- [What you have to do]:
Report the number of lines in these entries that contain "Debug". Write only the number.

Segment Start: Extracted information

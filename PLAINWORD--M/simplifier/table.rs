use indexmap::IndexMap;
use serde::{Deserialize, Serialize};

use crate::error::SimplifierError;

/// Built-in vocabulary, applied in this order.
pub const BUILTIN_REPLACEMENTS: [(&str, &str); 20] = [
    ("utilize", "use"),
    ("implement", "use"),
    ("facilitate", "help"),
    ("commence", "start"),
    ("terminate", "end"),
    ("subsequently", "then"),
    ("nevertheless", "however"),
    ("approximately", "about"),
    ("sufficient", "enough"),
    ("demonstrate", "show"),
    ("obtain", "get"),
    ("regarding", "about"),
    ("numerous", "many"),
    ("additional", "more"),
    ("assist", "help"),
    ("require", "need"),
    ("purchase", "buy"),
    ("receive", "get"),
    ("comprehend", "understand"),
    ("inquire", "ask"),
];

/// One complex word and the literal text that replaces it.
#[derive(Debug, Clone, PartialEq, Eq, Serialize, Deserialize)]
#[serde(deny_unknown_fields)]
pub struct ReplacementEntry {
    /// Lowercase word matched case-insensitively on word boundaries.
    pub complex: String,
    /// Replacement inserted verbatim.
    pub simple: String,
}

impl ReplacementEntry {
    /// Creates an entry without validating it.
    #[must_use]
    pub fn new(complex: impl Into<String>, simple: impl Into<String>) -> Self {
        Self {
            complex: complex.into(),
            simple: simple.into(),
        }
    }
}

/// Ordered, duplicate-free set of replacement entries.
#[derive(Debug, Clone, Default, PartialEq, Eq)]
pub struct ReplacementTable {
    entries: IndexMap<String, ReplacementEntry>,
}

impl ReplacementTable {
    /// The 20-entry built-in table.
    #[must_use]
    pub fn builtin() -> Self {
        let entries = BUILTIN_REPLACEMENTS
            .iter()
            .map(|(complex, simple)| {
                (
                    (*complex).to_string(),
                    ReplacementEntry::new(*complex, *simple),
                )
            })
            .collect();
        Self { entries }
    }

    /// Builds a table from entries, rejecting invalid and duplicate words.
    pub fn from_entries(
        entries: impl IntoIterator<Item = ReplacementEntry>,
    ) -> Result<Self, SimplifierError> {
        let mut table = Self::default();
        for entry in entries {
            let complex = normalize_word(&entry.complex)?;
            if table.entries.contains_key(&complex) {
                return Err(SimplifierError::DuplicateWord(complex));
            }
            table.entries.insert(
                complex.clone(),
                ReplacementEntry::new(complex, entry.simple),
            );
        }
        Ok(table)
    }

    /// Layers entries on top of this table. Known words keep their position
    /// and take the new replacement; new words are appended.
    pub fn extend(
        &mut self,
        entries: impl IntoIterator<Item = ReplacementEntry>,
    ) -> Result<(), SimplifierError> {
        for entry in entries {
            let complex = normalize_word(&entry.complex)?;
            self.entries.insert(
                complex.clone(),
                ReplacementEntry::new(complex, entry.simple),
            );
        }
        Ok(())
    }

    /// Looks up the replacement for a complex word (case-insensitive).
    #[must_use]
    pub fn get(&self, complex: &str) -> Option<&str> {
        self.entries
            .get(&complex.trim().to_ascii_lowercase())
            .map(|entry| entry.simple.as_str())
    }

    /// Entries in application order.
    pub fn iter(&self) -> impl Iterator<Item = &ReplacementEntry> {
        self.entries.values()
    }

    /// Number of entries.
    #[must_use]
    pub fn len(&self) -> usize {
        self.entries.len()
    }

    /// True when the table has no entries.
    #[must_use]
    pub fn is_empty(&self) -> bool {
        self.entries.is_empty()
    }

    /// Entries whose replacement is itself a complex word of this table.
    ///
    /// An empty result means running the simplifier twice changes nothing
    /// the first run did not.
    #[must_use]
    pub fn collisions(&self) -> Vec<&ReplacementEntry> {
        self.iter()
            .filter(|entry| {
                self.entries
                    .contains_key(&entry.simple.trim().to_ascii_lowercase())
            })
            .collect()
    }
}

fn normalize_word(raw: &str) -> Result<String, SimplifierError> {
    let word = raw.trim();
    if word.is_empty() {
        return Err(SimplifierError::EmptyWord);
    }
    if !word
        .chars()
        .all(|ch| ch.is_ascii_alphanumeric() || ch == '_')
    {
        return Err(SimplifierError::InvalidWord(word.to_string()));
    }
    Ok(word.to_ascii_lowercase())
}
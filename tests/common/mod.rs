//! Common test utilities and helpers

#![allow(dead_code)] // Test utilities may not all be used in every test file

use std::path::Path;
use std::sync::atomic::{AtomicUsize, Ordering};
use std::sync::Arc;

use labrec_rs::config::ExperimentConfig;
use labrec_rs::session::{OverwritePrompt, TrialRow, TrialValue};

/// Build a trial row from field/value pairs
pub fn row(fields: &[(&str, TrialValue)]) -> TrialRow {
    fields
        .iter()
        .map(|(k, v)| (k.to_string(), v.clone()))
        .collect()
}

/// A config writing into `dir` with the given schema
pub fn config_in(dir: &Path, name: &str, fields: &[&str]) -> ExperimentConfig {
    let mut config = ExperimentConfig::new(name, fields.iter().copied());
    config.data_dir = dir.to_path_buf();
    config
}

/// Overwrite prompt that pops queued answers and counts invocations
pub struct QueuedPrompt {
    answers: Vec<bool>,
    asked: Arc<AtomicUsize>,
}

impl QueuedPrompt {
    pub fn new(answers: Vec<bool>) -> (Self, Arc<AtomicUsize>) {
        let asked = Arc::new(AtomicUsize::new(0));
        (
            Self {
                answers,
                asked: asked.clone(),
            },
            asked,
        )
    }
}

impl OverwritePrompt for QueuedPrompt {
    fn confirm_overwrite(&mut self, _path: &Path) -> bool {
        self.asked.fetch_add(1, Ordering::SeqCst);
        self.answers.remove(0)
    }
}
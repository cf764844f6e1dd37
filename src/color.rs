//! Color conversion between 0–255 triples and the renderer's unit range
//!
//! The render surface expects colors as three floats in [-1, 1] while
//! experiment configs describe them as familiar 0–255 triples. The
//! conversion is linear and rounded to two decimals, so middle grey (128)
//! lands on 0.0 only after rounding (128/127.5 - 1 = 0.0039...). That
//! asymmetry is part of the contract; downstream stimulus code depends on
//! the rounded values.

/// Convert a 0–255 color triple to the renderer's [-1, 1] unit range.
///
/// Each channel maps as `v / 127.5 - 1`, rounded to two decimals.
pub fn color_triple_to_unit_range(color: [u8; 3]) -> [f64; 3] {
    [
        channel_to_unit(color[0]),
        channel_to_unit(color[1]),
        channel_to_unit(color[2]),
    ]
}

fn channel_to_unit(v: u8) -> f64 {
    let unit = f64::from(v) / 127.5 - 1.0;
    (unit * 100.0).round() / 100.0
}

/// Pick a readable text color for the given unit-range background.
///
/// Bright backgrounds (every channel >= 0.5) get black text, everything
/// else gets white. Both device adapters use this when the caller does not
/// supply an explicit text color.
pub fn contrast_text_color(bg: [f64; 3]) -> [f64; 3] {
    if bg.iter().all(|&c| c >= 0.5) {
        [-1.0, -1.0, -1.0]
    } else {
        [1.0, 1.0, 1.0]
    }
}
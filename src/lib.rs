//! # labrec-rs: Experiment Session Recorder
//!
//! A library for running psychology-experiment sessions: it owns the
//! on-disk record of a run (subject info, incrementally flushed CSV trial
//! data, crash-recovery snapshots) and exposes capability interfaces for
//! the lab devices a session composes (EEG amplifier remote control, eye
//! tracker).
//!
//! ## Architecture
//!
//! - **Session**: append-only trial log with a forward-only flush cursor,
//!   collision-safe file naming, and periodic JSON snapshots
//! - **Devices**: one capability trait per device with a live and a no-op
//!   implementation, composed by [`Experiment`] instead of inherited
//! - **Config**: TOML experiment configs defining the field schema and
//!   display parameters
//!
//! ## Example
//!
//! ```ignore
//! use labrec_rs::{
//!     config::ExperimentConfig,
//!     session::{AlwaysOverwrite, SessionInfo, SessionRecorder},
//! };
//!
//! fn main() -> labrec_rs::Result<()> {
//!     let config = ExperimentConfig::new("change_detection", ["Trial", "RT", "Correct"]);
//!     let mut recorder = SessionRecorder::new(&config, Box::new(AlwaysOverwrite));
//!
//!     recorder.capture_info(SessionInfo::with_default_fields())?;
//!     recorder.write_session_info(None)?;
//!     recorder.open_data_file(None)?;
//!
//!     // per block:
//!     //   recorder.append_rows(block_rows)?;
//!     //   recorder.flush()?;
//!     //   recorder.snapshot(None)?;
//!
//!     recorder.close()
//! }
//! ```

pub mod color;
pub mod config;
pub mod device;
pub mod error;
pub mod experiment;
pub mod session;

// Re-export commonly used types
pub use config::ExperimentConfig;
pub use error::{LabRecError, Result};
pub use experiment::Experiment;
pub use session::{SessionInfo, SessionRecorder, SessionState, Snapshot, TrialRow, TrialValue};
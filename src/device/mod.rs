//! Device adapters for lab hardware
//!
//! Each device is exposed through a small capability trait with a live
//! implementation and a no-op fallback, so an experiment can run without
//! hardware attached. Sessions compose adapters; no adapter knows about
//! any other.

pub mod eeg;
pub mod eye;

pub use eeg::{connect_or_noop, EegControl, EegMode, NoopEegRemote, TcpEegRemote};
pub use eye::{
    EdfName, EyeSample, EyeTracker, GazeSample, NoopEyeTracker, TrackedEye, TrackerSample,
    TrackingSettings,
};
//! Experiment composition
//!
//! An [`Experiment`] ties one session recorder to whatever device
//! adapters the study uses. Devices are independent capabilities added
//! with builder methods; an EEG-plus-eye-tracking study attaches both, a
//! behavioral pilot attaches neither and everything else still works.

use std::path::PathBuf;

use indexmap::IndexMap;

use crate::color::contrast_text_color;
use crate::config::ExperimentConfig;
use crate::device::{EegControl, EyeTracker};
use crate::error::Result;
use crate::session::{OverwritePrompt, SessionRecorder};

/// A configured experiment: one session recorder plus attached devices
pub struct Experiment {
    config: ExperimentConfig,
    recorder: SessionRecorder,
    eye_tracker: Option<Box<dyn EyeTracker>>,
    eeg: Option<Box<dyn EegControl>>,
}

impl Experiment {
    /// Create an experiment with no devices attached
    pub fn new(config: ExperimentConfig, prompt: Box<dyn OverwritePrompt>) -> Self {
        let recorder = SessionRecorder::new(&config, prompt);
        Self {
            config,
            recorder,
            eye_tracker: None,
            eeg: None,
        }
    }

    /// Attach an eye tracker
    pub fn with_eye_tracker(mut self, tracker: Box<dyn EyeTracker>) -> Self {
        self.eye_tracker = Some(tracker);
        self
    }

    /// Attach an EEG remote
    pub fn with_eeg(mut self, eeg: Box<dyn EegControl>) -> Self {
        self.eeg = Some(eeg);
        self
    }

    /// The experiment configuration
    pub fn config(&self) -> &ExperimentConfig {
        &self.config
    }

    /// The session recorder
    pub fn recorder(&self) -> &SessionRecorder {
        &self.recorder
    }

    /// Mutable access to the session recorder
    pub fn recorder_mut(&mut self) -> &mut SessionRecorder {
        &mut self.recorder
    }

    /// The attached eye tracker, if any
    pub fn eye_tracker_mut(&mut self) -> Option<&mut (dyn EyeTracker + '_)> {
        match self.eye_tracker.as_mut() {
            Some(tracker) => Some(tracker.as_mut()),
            None => None,
        }
    }

    /// The attached EEG remote, if any
    pub fn eeg_mut(&mut self) -> Option<&mut (dyn EegControl + '_)> {
        match self.eeg.as_mut() {
            Some(eeg) => Some(eeg.as_mut()),
            None => None,
        }
    }

    /// Background color in the renderer's unit range
    pub fn background_color(&self) -> [f64; 3] {
        self.config.bg_color_unit()
    }

    /// Text color contrasting with the background
    pub fn text_color(&self) -> [f64; 3] {
        contrast_text_color(self.background_color())
    }

    /// Start recording on every attached device
    pub fn begin_run(&mut self) -> Result<()> {
        if let Some(eeg) = self.eeg.as_deref_mut() {
            eeg.start_recording()?;
        }
        if let Some(tracker) = self.eye_tracker.as_deref_mut() {
            tracker.start_recording()?;
        }
        Ok(())
    }

    /// Stop every attached device and close the session recorder
    pub fn end_run(&mut self) -> Result<()> {
        if let Some(tracker) = self.eye_tracker.as_deref_mut() {
            tracker.stop_recording()?;
        }
        if let Some(eeg) = self.eeg.as_deref_mut() {
            eeg.stop_recording(false)?;
        }
        self.recorder.close()
    }

    /// Checkpoint the session; see [`SessionRecorder::snapshot`]
    pub fn checkpoint(
        &mut self,
        extras: Option<&IndexMap<String, serde_json::Value>>,
    ) -> Result<PathBuf> {
        self.recorder.snapshot(extras)
    }
}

Segment End: Extracted information

- [Answer area]:
2